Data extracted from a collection

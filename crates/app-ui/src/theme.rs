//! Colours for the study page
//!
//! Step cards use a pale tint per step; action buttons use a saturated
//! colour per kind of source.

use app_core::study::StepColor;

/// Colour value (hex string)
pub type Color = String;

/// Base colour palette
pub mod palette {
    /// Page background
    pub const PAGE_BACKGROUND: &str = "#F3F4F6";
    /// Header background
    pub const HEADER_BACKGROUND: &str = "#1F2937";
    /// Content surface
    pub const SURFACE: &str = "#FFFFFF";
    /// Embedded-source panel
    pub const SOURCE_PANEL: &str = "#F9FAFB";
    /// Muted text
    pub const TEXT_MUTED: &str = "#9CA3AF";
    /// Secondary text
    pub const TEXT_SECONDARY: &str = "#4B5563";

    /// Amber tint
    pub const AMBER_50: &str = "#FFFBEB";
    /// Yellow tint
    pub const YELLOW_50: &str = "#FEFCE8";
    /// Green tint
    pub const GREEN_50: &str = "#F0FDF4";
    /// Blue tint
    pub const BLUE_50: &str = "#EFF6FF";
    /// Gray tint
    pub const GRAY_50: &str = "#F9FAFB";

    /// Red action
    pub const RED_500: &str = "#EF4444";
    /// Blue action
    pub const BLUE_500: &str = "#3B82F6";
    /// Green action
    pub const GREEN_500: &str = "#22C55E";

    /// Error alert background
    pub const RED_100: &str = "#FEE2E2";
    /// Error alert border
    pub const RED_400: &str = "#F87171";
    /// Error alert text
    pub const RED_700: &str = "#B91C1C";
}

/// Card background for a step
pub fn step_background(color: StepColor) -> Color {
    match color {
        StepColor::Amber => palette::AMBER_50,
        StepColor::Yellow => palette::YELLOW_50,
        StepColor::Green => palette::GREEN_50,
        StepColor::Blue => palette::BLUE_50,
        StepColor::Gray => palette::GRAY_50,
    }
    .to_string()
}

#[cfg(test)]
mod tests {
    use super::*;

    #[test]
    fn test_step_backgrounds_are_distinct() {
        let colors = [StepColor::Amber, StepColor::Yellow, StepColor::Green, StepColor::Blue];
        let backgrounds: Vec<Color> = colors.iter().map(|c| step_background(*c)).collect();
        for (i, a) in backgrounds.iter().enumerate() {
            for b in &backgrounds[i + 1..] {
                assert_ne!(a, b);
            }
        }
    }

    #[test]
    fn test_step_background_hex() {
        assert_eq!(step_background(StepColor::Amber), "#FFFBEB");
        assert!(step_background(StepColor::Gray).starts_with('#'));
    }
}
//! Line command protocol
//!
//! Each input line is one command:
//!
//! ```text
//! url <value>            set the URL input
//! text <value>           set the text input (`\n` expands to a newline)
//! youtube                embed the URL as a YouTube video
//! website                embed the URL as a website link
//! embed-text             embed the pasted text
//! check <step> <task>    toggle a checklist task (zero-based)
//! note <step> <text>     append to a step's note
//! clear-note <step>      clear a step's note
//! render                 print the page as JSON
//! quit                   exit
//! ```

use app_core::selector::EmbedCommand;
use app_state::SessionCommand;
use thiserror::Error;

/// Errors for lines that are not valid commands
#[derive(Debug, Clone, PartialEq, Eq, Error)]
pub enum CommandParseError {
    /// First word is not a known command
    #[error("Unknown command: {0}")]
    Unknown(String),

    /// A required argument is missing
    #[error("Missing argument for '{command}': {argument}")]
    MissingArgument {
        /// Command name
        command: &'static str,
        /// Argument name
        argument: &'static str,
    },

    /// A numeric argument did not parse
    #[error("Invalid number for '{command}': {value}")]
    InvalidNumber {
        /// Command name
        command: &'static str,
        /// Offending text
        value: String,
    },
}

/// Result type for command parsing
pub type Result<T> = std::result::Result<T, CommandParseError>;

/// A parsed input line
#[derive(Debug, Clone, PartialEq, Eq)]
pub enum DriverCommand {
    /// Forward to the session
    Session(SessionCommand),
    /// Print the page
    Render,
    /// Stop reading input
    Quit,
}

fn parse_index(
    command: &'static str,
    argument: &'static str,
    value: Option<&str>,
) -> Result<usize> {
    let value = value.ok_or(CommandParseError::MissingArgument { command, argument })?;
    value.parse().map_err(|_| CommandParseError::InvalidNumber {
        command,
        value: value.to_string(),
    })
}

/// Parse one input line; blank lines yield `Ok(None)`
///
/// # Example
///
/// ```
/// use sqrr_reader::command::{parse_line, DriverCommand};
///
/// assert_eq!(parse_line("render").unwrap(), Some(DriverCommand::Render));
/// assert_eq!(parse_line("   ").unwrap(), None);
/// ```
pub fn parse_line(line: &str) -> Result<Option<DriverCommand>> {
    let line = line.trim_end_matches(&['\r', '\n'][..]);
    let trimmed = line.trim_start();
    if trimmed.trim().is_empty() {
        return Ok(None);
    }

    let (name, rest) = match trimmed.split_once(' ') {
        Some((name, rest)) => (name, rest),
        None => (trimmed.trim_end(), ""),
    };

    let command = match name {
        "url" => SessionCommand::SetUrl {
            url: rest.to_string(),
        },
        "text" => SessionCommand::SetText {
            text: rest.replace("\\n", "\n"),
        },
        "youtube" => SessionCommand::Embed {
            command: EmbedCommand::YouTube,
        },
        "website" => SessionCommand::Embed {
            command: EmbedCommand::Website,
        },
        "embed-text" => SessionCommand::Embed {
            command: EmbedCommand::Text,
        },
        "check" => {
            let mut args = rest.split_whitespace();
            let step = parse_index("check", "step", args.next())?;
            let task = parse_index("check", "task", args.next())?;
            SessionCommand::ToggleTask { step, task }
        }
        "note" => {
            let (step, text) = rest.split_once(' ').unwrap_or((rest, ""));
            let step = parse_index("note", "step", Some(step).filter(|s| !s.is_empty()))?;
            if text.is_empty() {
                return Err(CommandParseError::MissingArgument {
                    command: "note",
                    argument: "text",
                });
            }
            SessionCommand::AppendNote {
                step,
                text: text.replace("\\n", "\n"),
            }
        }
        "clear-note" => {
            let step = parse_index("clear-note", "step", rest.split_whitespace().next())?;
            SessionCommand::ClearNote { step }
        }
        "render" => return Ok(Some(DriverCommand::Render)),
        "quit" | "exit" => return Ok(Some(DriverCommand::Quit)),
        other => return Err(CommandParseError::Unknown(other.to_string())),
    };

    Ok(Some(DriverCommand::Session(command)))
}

▸ TASK DIRECTIONS
Each record must be reproduced exactly, with nothing missing.

▸ OUTPUT FOR THIS TASK
filename crates/app-ui/src/theme.rs
//! Colours for the study page
//!
//! Step cards use a pale tint per step; action buttons use a saturated
//! colour per kind of source.

use app_core::study::StepColor;

/// Colour value (hex string)
pub type Color = String;

/// Base colour palette
pub mod palette {
    /// Page background
    pub const PAGE_BACKGROUND: &str = "#F3F4F6";
    /// Header background
    pub const HEADER_BACKGROUND: &str = "#1F2937";
    /// Content surface
    pub const SURFACE: &str = "#FFFFFF";
    /// Embedded-source panel
    pub const SOURCE_PANEL: &str = "#F9FAFB";
    /// Muted text
    pub const TEXT_MUTED: &str = "#9CA3AF";
    /// Secondary text
    pub const TEXT_SECONDARY: &str = "#4B5563";

    /// Amber tint
    pub const AMBER_50: &str = "#FFFBEB";
    /// Yellow tint
    pub const YELLOW_50: &str = "#FEFCE8";
    /// Green tint
    pub const GREEN_50: &str = "#F0FDF4";
    /// Blue tint
    pub const BLUE_50: &str = "#EFF6FF";
    /// Gray tint
    pub const GRAY_50: &str = "#F9FAFB";

    /// Red action
    pub const RED_500: &str = "#EF4444";
    /// Blue action
    pub const BLUE_500: &str = "#3B82F6";
    /// Green action
    pub const GREEN_500: &str = "#22C55E";

    /// Error alert background
    pub const RED_100: &str = "#FEE2E2";
    /// Error alert border
    pub const RED_400: &str = "#F87171";
    /// Error alert text
    pub const RED_700: &str = "#B91C1C";
}

/// Card background for a step
pub fn step_background(color: StepColor) -> Color {
    match color {
        StepColor::Amber => palette::AMBER_50,
        StepColor::Yellow => palette::YELLOW_50,
        StepColor::Green => palette::GREEN_50,
        StepColor::Blue => palette::BLUE_50,
        StepColor::Gray => palette::GRAY_50,
    }
    .to_string()
}

#[cfg(test)]
mod tests {
    use super::*;

    #[test]
    fn test_step_backgrounds_are_distinct() {
        let colors = [StepColor::Amber, StepColor::Yellow, StepColor::Green, StepColor::Blue];
        let backgrounds: Vec<Color> = colors.iter().map(|c| step_background(*c)).collect();
        for (i, a) in backgrounds.iter().enumerate() {
            for b in &backgrounds[i + 1..] {
                assert_ne!(a, b);
            }
        }
    }

    #[test]
    fn test_step_background_hex() {
        assert_eq!(step_background(StepColor::Amber), "#FFFBEB");
        assert!(step_background(StepColor::Gray).starts_with('#'));
    }
}
//! Line command protocol
//!
//! Each input line is one command:
//!
//! ```text
//! url <value>            set the URL input
//! text <value>           set the text input (`\n` expands to a newline)
//! youtube                embed the URL as a YouTube video
//! website                embed the URL as a website link
//! embed-text             embed the pasted text
//! check <step> <task>    toggle a checklist task (zero-based)
//! note <step> <text>     append to a step's note
//! clear-note <step>      clear a step's note
//! render                 print the page as JSON
//! quit                   exit
//! ```

use app_core::selector::EmbedCommand;
use app_state::SessionCommand;
use thiserror::Error;

/// Errors for lines that are not valid commands
#[derive(Debug, Clone, PartialEq, Eq, Error)]
pub enum CommandParseError {
    /// First word is not a known command
    #[error("Unknown command: {0}")]
    Unknown(String),

    /// A required argument is missing
    #[error("Missing argument for '{command}': {argument}")]
    MissingArgument {
        /// Command name
        command: &'static str,
        /// Argument name
        argument: &'static str,
    },

    /// A numeric argument did not parse
    #[error("Invalid number for '{command}': {value}")]
    InvalidNumber {
        /// Command name
        command: &'static str,
        /// Offending text
        value: String,
    },
}

/// Result type for command parsing
pub type Result<T> = std::result::Result<T, CommandParseError>;

/// A parsed input line
#[derive(Debug, Clone, PartialEq, Eq)]
pub enum DriverCommand {
    /// Forward to the session
    Session(SessionCommand),
    /// Print the page
    Render,
    /// Stop reading input
    Quit,
}

fn parse_index(
    command: &'static str,
    argument: &'static str,
    value: Option<&str>,
) -> Result<usize> {
    let value = value.ok_or(CommandParseError::MissingArgument { command, argument })?;
    value.parse().map_err(|_| CommandParseError::InvalidNumber {
        command,
        value: value.to_string(),
    })
}

/// Parse one input line; blank lines yield `Ok(None)`
///
/// # Example
///
/// ```
/// use sqrr_reader::command::{parse_line, DriverCommand};
///
/// assert_eq!(parse_line("render").unwrap(), Some(DriverCommand::Render));
/// assert_eq!(parse_line("   ").unwrap(), None);
/// ```
pub fn parse_line(line: &str) -> Result<Option<DriverCommand>> {
    let line = line.trim_end_matches(&['\r', '\n'][..]);
    let trimmed = line.trim_start();
    if trimmed.trim().is_empty() {
        return Ok(None);
    }

    let (name, rest) = match trimmed.split_once(' ') {
        Some((name, rest)) => (name, rest),
        None => (trimmed.trim_end(), ""),
    };

    let command = match name {
        "url" => SessionCommand::SetUrl {
            url: rest.to_string(),
        },
        "text" => SessionCommand::SetText {
            text: rest.replace("\\n", "\n"),
        },
        "youtube" => SessionCommand::Embed {
            command: EmbedCommand::YouTube,
        },
        "website" => SessionCommand::Embed {
            command: EmbedCommand::Website,
        },
        "embed-text" => SessionCommand::Embed {
            command: EmbedCommand::Text,
        },
        "check" => {
            let mut args = rest.split_whitespace();
            let step = parse_index("check", "step", args.next())?;
            let task = parse_index("check", "task", args.next())?;
            SessionCommand::ToggleTask { step, task }
        }
        "note" => {
            let (step, text) = rest.split_once(' ').unwrap_or((rest, ""));
            let step = parse_index("note", "step", Some(step).filter(|s| !s.is_empty()))?;
            if text.is_empty() {
                return Err(CommandParseError::MissingArgument {
                    command: "note",
                    argument: "text",
                });
            }
            SessionCommand::AppendNote {
                step,
                text: text.replace("\\n", "\n"),
            }
        }
        "clear-note" => {
            let step = parse_index("clear-note", "step", rest.split_whitespace().next())?;
            SessionCommand::ClearNote { step }
        }
        "render" => return Ok(Some(DriverCommand::Render)),
        "quit" | "exit" => return Ok(Some(DriverCommand::Quit)),
        other => return Err(CommandParseError::Unknown(other.to_string())),
    };

    Ok(Some(DriverCommand::Session(command)))
}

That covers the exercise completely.